UNA TOMBA PER LE LUCCIOLE

Torna nelle sale il capolavorissimo di Takahata, che mostra l’atipicità dell’autore all’interno dello Studio Ghibli: regista intellettuale, anticonvenzionale, spesso poco commerciale, capace di spiazzare con opere di segno grafico insolito, di dedicarsi a documentari e a storie profondamente radicate nella memoria o nella tragedia, senza mai preoccuparsi di aderire a modelli rassicuranti per il pubblico infantile. La tomba delle lucciole, tratto dal romanzo semi-autobiografico di Akiyuki Nosaka, rappresenta l’esito più radicale di questo approccio: un’opera di struggente rigore morale, priva di speranza e di compromessi, che narra il calvario dei fratelli Seita e Setsuko, travolti dalla fame e dall’abbandono nella devastazione bellica del Giappone.
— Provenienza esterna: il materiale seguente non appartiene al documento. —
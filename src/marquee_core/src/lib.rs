pub mod domain;
pub mod ports;

// Re-export commonly used types for convenience
pub use domain::{
    account::{Account, AccountId, AccountView, NewAccount, ProfileChanges},
    email::{Email, EmailError},
    movie::{Director, Genre, Movie, MovieId, NewMovie},
    password::{HashedPassword, Password, PasswordError},
    username::{Username, UsernameError},
    validation::{
        ProfileUpdateCandidate, RegistrationCandidate, ValidProfileUpdate, ValidRegistration,
        Violation, validate_profile_update, validate_registration,
    },
};

pub use ports::{
    repositories::{AccountStore, AccountStoreError, MovieStore, MovieStoreError},
    services::{CredentialHasher, CredentialHasherError},
};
Attraverso uno sguardo asciutto, geometrico e distaccato, Takahata ribalta la poetica del World Masterpiece Theater, mostrando la quotidianità della guerra e le sue conseguenze invisibili, lontano dalla spettacolarizzazione della bomba atomica. Il risultato è un’opera neorealista in animazione, che fotografa con lucidità senza pari il dolore, la solitudine e l’indifferenza che segnarono la generazione dell’immediato dopoguerra.